As mudanças de comportamento induzidas após a infecção há tempos já vinham sendo observadas por biólogos, mas só agora os cientistas começam a entender como o parasita age nos circuitos neurais. De acordo com estudo que será divulgado amanhã (3) na edição da revista “PNAS”, o T. gondii bloqueia a aversão natural de ratos e camundongos ao cheiro da urina de gatos e produz no lugar uma espécie de atração ao feromônio, aumentando as chances de o roedor se tornar uma presa.
É a chamada “manipulação comportamental”, por meio da qual o verme altera o modo de agir do seu hospedeiro com o intuito de aumentar sua própria eficiência de transmissão.
Manipulação específica – Essa interferência é bastante específica, ao contrário do que os primeiros estudos sobre a ação sugeriam. A equipe liderada por Ajai Vyas, da Universidade Stanford, comprovou que a infecção não diminui outros tipos de comportamentos aversivos dos ratos, manifestações de ansiedade e medos em geral que tenham sido aprendidos, nem tampouco afeta a capacidade olfativa, o sucesso reprodutivo e o status social dos roedores.
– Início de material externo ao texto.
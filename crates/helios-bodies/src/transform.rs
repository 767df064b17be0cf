//! Per-body model transforms and display scaling.
//!
//! One parameterized transform chain replaces the per-planet copy-paste of
//! the usual "draw each planet by hand" approach: orbit about the sun, push
//! out along +X, apply the axial tilt, stand the Z-up sphere upright, then
//! spin about the local vertical.

use std::f32::consts::FRAC_PI_2;

use glam::{Mat4, Vec3};
use serde::{Deserialize, Serialize};

use crate::body::Body;

/// Axis the tilt rotation is applied around, as in the reference scene.
const TILT_AXIS: Vec3 = Vec3::new(1.0, 0.0, 1.0);

/// Radius multiplier that makes scene-unit radii visible.
const RADIUS_MULT: f32 = 10_000.0;
/// True-scale sun is too big next to the planets; shrink it in distance mode.
const SUN_RADIUS_DIV: f32 = 8.0;
/// Distance multiplier applied to scene-unit distances.
const DISTANCE_MULT: f32 = 16.0;
/// Outer planets (beyond Mars) sit at half the distance multiplier so they
/// stay within view of the sun.
const OUTER_DISTANCE_CUTOFF: f32 = 1.0;

/// How the scene trades off size fidelity against distance fidelity.
#[derive(Debug, Clone, Copy, PartialEq, Eq, Default, Serialize, Deserialize)]
#[serde(rename_all = "lowercase")]
pub enum ScaleMode {
    /// Relative radii are faithful; the sun keeps its true scale and
    /// distances are compressed uniformly.
    #[default]
    Size,
    /// Relative distances are emphasized; the sun is shrunk and the outer
    /// planets are pulled inward so the whole system fits in view.
    Distance,
}

impl ScaleMode {
    /// Sphere radius used for rendering this body.
    #[must_use]
    pub fn display_radius(self, body: &Body) -> f32 {
        let scaled = body.mean_radius * RADIUS_MULT;
        match self {
            ScaleMode::Size => scaled,
            ScaleMode::Distance => {
                if body.is_sun() {
                    scaled / SUN_RADIUS_DIV
                } else {
                    scaled
                }
            }
        }
    }

    /// Distance from the sun used for rendering this body.
    #[must_use]
    pub fn display_distance(self, body: &Body) -> f32 {
        match self {
            ScaleMode::Size => body.distance_from_sun * DISTANCE_MULT,
            ScaleMode::Distance => {
                let mult = if body.distance_from_sun > OUTER_DISTANCE_CUTOFF {
                    DISTANCE_MULT / 2.0
                } else {
                    DISTANCE_MULT
                };
                body.distance_from_sun * mult
            }
        }
    }

    /// Initial camera position that frames the whole scene for this mode.
    #[must_use]
    pub fn camera_start(self) -> Vec3 {
        match self {
            ScaleMode::Size => Vec3::new(0.0, 0.0, 80.0),
            ScaleMode::Distance => Vec3::new(0.0, 0.0, 20.0),
        }
    }

    /// Parses a mode name as used on the command line.
    #[must_use]
    pub fn from_name(name: &str) -> Option<Self> {
        match name {
            "size" => Some(ScaleMode::Size),
            "distance" => Some(ScaleMode::Distance),
            _ => None,
        }
    }
}

/// Builds the model matrix for a body at elapsed time `t` (seconds of scaled
/// simulation time, where one second advances every period by `t / period`).
///
/// The chain, outermost first: orbit about world +Y, translate along +X by
/// the display distance, tilt about the (1,0,1) axis, a fixed 90° about +X
/// that turns the Z-up sphere pole-up, and finally the body's own spin about
/// local +Y (negated for retrograde bodies). The sun carries no orbit term.
#[must_use]
pub fn model_matrix(body: &Body, t: f32, mode: ScaleMode) -> Mat4 {
    let mut model = Mat4::IDENTITY;

    if !body.is_sun() {
        let orbit_angle = t / body.orbital_period_years;
        model *= Mat4::from_rotation_y(orbit_angle);
        model *= Mat4::from_translation(Vec3::new(mode.display_distance(body), 0.0, 0.0));
    }

    let tilt = (360.0 - body.axial_tilt_deg).to_radians();
    model *= Mat4::from_axis_angle(TILT_AXIS.normalize(), tilt);
    model *= Mat4::from_rotation_x(FRAC_PI_2);

    let mut spin_angle = t / body.rotation_period_years;
    if body.retrograde {
        spin_angle = -spin_angle;
    }
    model *= Mat4::from_rotation_y(spin_angle);

    model
}

#[cfg(test)]
mod tests {
    use super::*;
    use crate::body::SOLAR_SYSTEM;

    fn body(name: &str) -> &'static Body {
        SOLAR_SYSTEM.iter().find(|b| b.name == name).unwrap()
    }

    #[test]
    fn test_sun_stays_at_origin() {
        let sun = body("Sun");
        for t in [0.0, 1.0, 123.4] {
            let m = model_matrix(sun, t, ScaleMode::Distance);
            let pos = m.col(3).truncate();
            assert!(pos.length() < 1e-5, "sun drifted to {pos} at t={t}");
        }
    }

    #[test]
    fn test_planet_starts_on_positive_x() {
        let earth = body("Earth");
        let m = model_matrix(earth, 0.0, ScaleMode::Distance);
        let pos = m.col(3).truncate();
        let expected = ScaleMode::Distance.display_distance(earth);
        assert!((pos.x - expected).abs() < 1e-4);
        assert!(pos.y.abs() < 1e-4 && pos.z.abs() < 1e-4);
    }

    #[test]
    fn test_half_orbit_mirrors_position() {
        let earth = body("Earth");
        let t = std::f32::consts::PI * earth.orbital_period_years;
        let m = model_matrix(earth, t, ScaleMode::Distance);
        let pos = m.col(3).truncate();
        let d = ScaleMode::Distance.display_distance(earth);
        assert!((pos.x + d).abs() < 1e-3, "expected x=-{d}, got {}", pos.x);
        assert!(pos.z.abs() < 1e-3);
    }

    #[test]
    fn test_orbit_stays_in_ecliptic_plane() {
        let mars = body("Mars");
        for i in 0..16 {
            let t = i as f32 * 0.37;
            let pos = model_matrix(mars, t, ScaleMode::Size).col(3).truncate();
            assert!(pos.y.abs() < 1e-4, "left the y=0 plane at t={t}: {pos}");
            let d = ScaleMode::Size.display_distance(mars);
            assert!((pos.length() - d).abs() < 1e-3);
        }
    }

    #[test]
    fn test_tilt_and_spin_do_not_move_the_body() {
        // Translation is fixed by the orbit terms alone; tilt and spin are
        // applied after the translate and only reorient the sphere.
        let jupiter = body("Jupiter");
        for t in [0.0, 0.7, 13.9] {
            let full = model_matrix(jupiter, t, ScaleMode::Distance);
            let orbit_only = Mat4::from_rotation_y(t / jupiter.orbital_period_years)
                * Mat4::from_translation(Vec3::new(
                    ScaleMode::Distance.display_distance(jupiter),
                    0.0,
                    0.0,
                ));
            assert!((full.col(3) - orbit_only.col(3)).length() < 1e-3, "t={t}");
        }
    }

    #[test]
    fn test_retrograde_spin_is_negated() {
        let venus = body("Venus");
        let prograde = Body {
            retrograde: false,
            ..*venus
        };
        let t = 0.25;
        let m_retro = model_matrix(venus, t, ScaleMode::Distance);
        let m_pro = model_matrix(&prograde, t, ScaleMode::Distance);
        // Same position, different orientation.
        assert!((m_retro.col(3) - m_pro.col(3)).length() < 1e-4);
        assert!(m_retro.col(0) != m_pro.col(0));
    }

    #[test]
    fn test_distance_mode_shrinks_sun_only() {
        let sun = body("Sun");
        let earth = body("Earth");
        assert!(
            ScaleMode::Distance.display_radius(sun) * SUN_RADIUS_DIV
                == ScaleMode::Size.display_radius(sun)
        );
        assert_eq!(
            ScaleMode::Distance.display_radius(earth),
            ScaleMode::Size.display_radius(earth)
        );
    }

    #[test]
    fn test_distance_mode_halves_outer_planets() {
        let mars = body("Mars");
        let jupiter = body("Jupiter");
        assert_eq!(
            ScaleMode::Distance.display_distance(mars),
            mars.distance_from_sun * DISTANCE_MULT
        );
        assert_eq!(
            ScaleMode::Distance.display_distance(jupiter),
            jupiter.distance_from_sun * DISTANCE_MULT / 2.0
        );
        assert_eq!(
            ScaleMode::Size.display_distance(jupiter),
            jupiter.distance_from_sun * DISTANCE_MULT
        );
    }

    #[test]
    fn test_camera_start_frames_each_mode() {
        assert_eq!(ScaleMode::Size.camera_start().z, 80.0);
        assert_eq!(ScaleMode::Distance.camera_start().z, 20.0);
    }
}
//! GPU buffer upload for sphere meshes.
//!
//! A sphere is drawn twice from one vertex buffer: the triangle-list index
//! buffer for the solid surface and the line-list index buffer for the
//! wireframe overlay. [`SphereGpu`] owns all three buffers.

use helios_sphere::SphereMesh;
use wgpu::util::DeviceExt;

/// GPU-resident sphere geometry: shared vertices, triangle and line indices.
pub struct SphereGpu {
    pub vertex_buffer: wgpu::Buffer,
    pub triangle_index_buffer: wgpu::Buffer,
    pub triangle_index_count: u32,
    pub line_index_buffer: wgpu::Buffer,
    pub line_index_count: u32,
}

impl SphereGpu {
    /// Upload a sphere mesh's interleaved vertices and both index streams.
    pub fn upload(device: &wgpu::Device, mesh: &SphereMesh, label: &str) -> Self {
        let allocator = BufferAllocator::new(device);
        Self {
            vertex_buffer: allocator.create_vertex_buffer(
                &format!("{label}-vertices"),
                bytemuck::cast_slice(mesh.interleaved_vertices()),
            ),
            triangle_index_buffer: allocator
                .create_index_buffer(&format!("{label}-tri-indices"), mesh.indices()),
            triangle_index_count: mesh.index_count(),
            line_index_buffer: allocator
                .create_index_buffer(&format!("{label}-line-indices"), mesh.line_indices()),
            line_index_count: mesh.line_index_count(),
        }
    }

    /// Draw the solid surface. Pipeline and bind groups must already be set.
    pub fn draw_solid(&self, render_pass: &mut wgpu::RenderPass) {
        render_pass.set_vertex_buffer(0, self.vertex_buffer.slice(..));
        render_pass.set_index_buffer(
            self.triangle_index_buffer.slice(..),
            wgpu::IndexFormat::Uint32,
        );
        render_pass.draw_indexed(0..self.triangle_index_count, 0, 0..1);
    }

    /// Draw the wireframe overlay with a line-list pipeline.
    pub fn draw_wireframe(&self, render_pass: &mut wgpu::RenderPass) {
        render_pass.set_vertex_buffer(0, self.vertex_buffer.slice(..));
        render_pass.set_index_buffer(self.line_index_buffer.slice(..), wgpu::IndexFormat::Uint32);
        render_pass.draw_indexed(0..self.line_index_count, 0, 0..1);
    }
}

/// GPU buffer allocator for vertex, index, and uniform buffers.
pub struct BufferAllocator<'a> {
    device: &'a wgpu::Device,
}

impl<'a> BufferAllocator<'a> {
    /// Create a new buffer allocator with the given device.
    pub fn new(device: &'a wgpu::Device) -> Self {
        Self { device }
    }

    /// Create a vertex buffer from raw byte data.
    pub fn create_vertex_buffer(&self, label: &str, data: &[u8]) -> wgpu::Buffer {
        self.device
            .create_buffer_init(&wgpu::util::BufferInitDescriptor {
                label: Some(label),
                contents: data,
                usage: wgpu::BufferUsages::VERTEX | wgpu::BufferUsages::COPY_DST,
            })
    }

    /// Create a u32 index buffer.
    pub fn create_index_buffer(&self, label: &str, data: &[u32]) -> wgpu::Buffer {
        self.device
            .create_buffer_init(&wgpu::util::BufferInitDescriptor {
                label: Some(label),
                contents: bytemuck::cast_slice(data),
                usage: wgpu::BufferUsages::INDEX | wgpu::BufferUsages::COPY_DST,
            })
    }

    /// Create a uniform buffer from any Pod value.
    pub fn create_uniform_buffer<T: bytemuck::Pod>(&self, label: &str, value: &T) -> wgpu::Buffer {
        self.device
            .create_buffer_init(&wgpu::util::BufferInitDescriptor {
                label: Some(label),
                contents: bytemuck::bytes_of(value),
                usage: wgpu::BufferUsages::UNIFORM | wgpu::BufferUsages::COPY_DST,
            })
    }
}

#[cfg(test)]
mod tests {
    use super::*;

    fn create_test_device() -> Option<wgpu::Device> {
        pollster::block_on(async {
            let instance = wgpu::Instance::new(&wgpu::InstanceDescriptor {
                backends: wgpu::Backends::all(),
                ..Default::default()
            });

            let adapter = instance
                .request_adapter(&wgpu::RequestAdapterOptions {
                    power_preference: wgpu::PowerPreference::default(),
                    compatible_surface: None,
                    force_fallback_adapter: false,
                })
                .await
                .ok()?;

            let (device, _queue) = adapter
                .request_device(&wgpu::DeviceDescriptor::default())
                .await
                .ok()?;

            Some(device)
        })
    }

    #[test]
    fn test_sphere_upload_counts_match_mesh() {
        let Some(device) = create_test_device() else {
            return;
        };
        let mesh = SphereMesh::new(1.0, 8, 4, true);
        let gpu = SphereGpu::upload(&device, &mesh, "test-sphere");

        assert_eq!(gpu.triangle_index_count, mesh.index_count());
        assert_eq!(gpu.line_index_count, mesh.line_index_count());
    }

    #[test]
    fn test_vertex_buffer_size_matches_interleaved_stream() {
        let Some(device) = create_test_device() else {
            return;
        };
        let mesh = SphereMesh::new(1.0, 6, 3, true);
        let gpu = SphereGpu::upload(&device, &mesh, "test-sphere");

        assert_eq!(gpu.vertex_buffer.size(), mesh.interleaved_byte_len());
    }

    #[test]
    fn test_uniform_buffer_from_pod_value() {
        let Some(device) = create_test_device() else {
            return;
        };
        let allocator = BufferAllocator::new(&device);
        let matrix = [[0.0f32; 4]; 4];
        let buffer = allocator.create_uniform_buffer("test-uniform", &matrix);
        assert_eq!(buffer.size(), 64);
    }
}
//! wgpu rendering for the Helios solar-system viewer: device and surface
//! management, depth buffering, camera, texture loading, sphere buffers, and
//! the scene's render pipelines.

pub mod buffer;
pub mod camera;
pub mod depth;
pub mod gpu;
pub mod pipeline;
pub mod texture;

pub use buffer::{BufferAllocator, SphereGpu};
pub use camera::{CameraUniform, FlyCamera, MAX_PITCH_DEGREES, MIN_FOV_DEGREES};
pub use depth::DepthBuffer;
pub use gpu::{RenderContext, RenderContextError, SurfaceError, init_render_context_blocking};
pub use pipeline::{
    ModelUniform, ScenePipelines, draw_planet, draw_sun, draw_wireframe,
};
pub use texture::{ManagedTexture, TextureError, TextureManager};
Uma vez que o parasita toma quase todo o cérebro de ratos e camundongos, era de se esperar que eles tivessem seus mecanismos de defesa ou de reprodução afetados. Mas isso não foi observado em laboratório. Os animais testados, por exemplo, continuavam fugindo do odor de urina de cachorro, um predador que não está envolvido na reprodução do toxoplasma. O parasita parece só converter em atração a aversão natural aos odores felinos.
O toxoplasma se reproduz sexuadamente em um ciclo de vida que passa por duas espécies de hospedeiros. A fase sexual da reprodução ocorre no intestino dos gatos, que excretam em suas fezes os oócitos do protozoário, que eventualmente podem ser ingeridos por roedores. Nestes animais, o verme forma cistos que se alojam no sistema nervoso central.
Aparentemente, sugerem os pesquisadores, é a infecção na região do cérebro conhecida como amígdala que responde pela manipulação específica do comportamento do animal. O ciclo de vida se completa quando o gato come o rato infectado.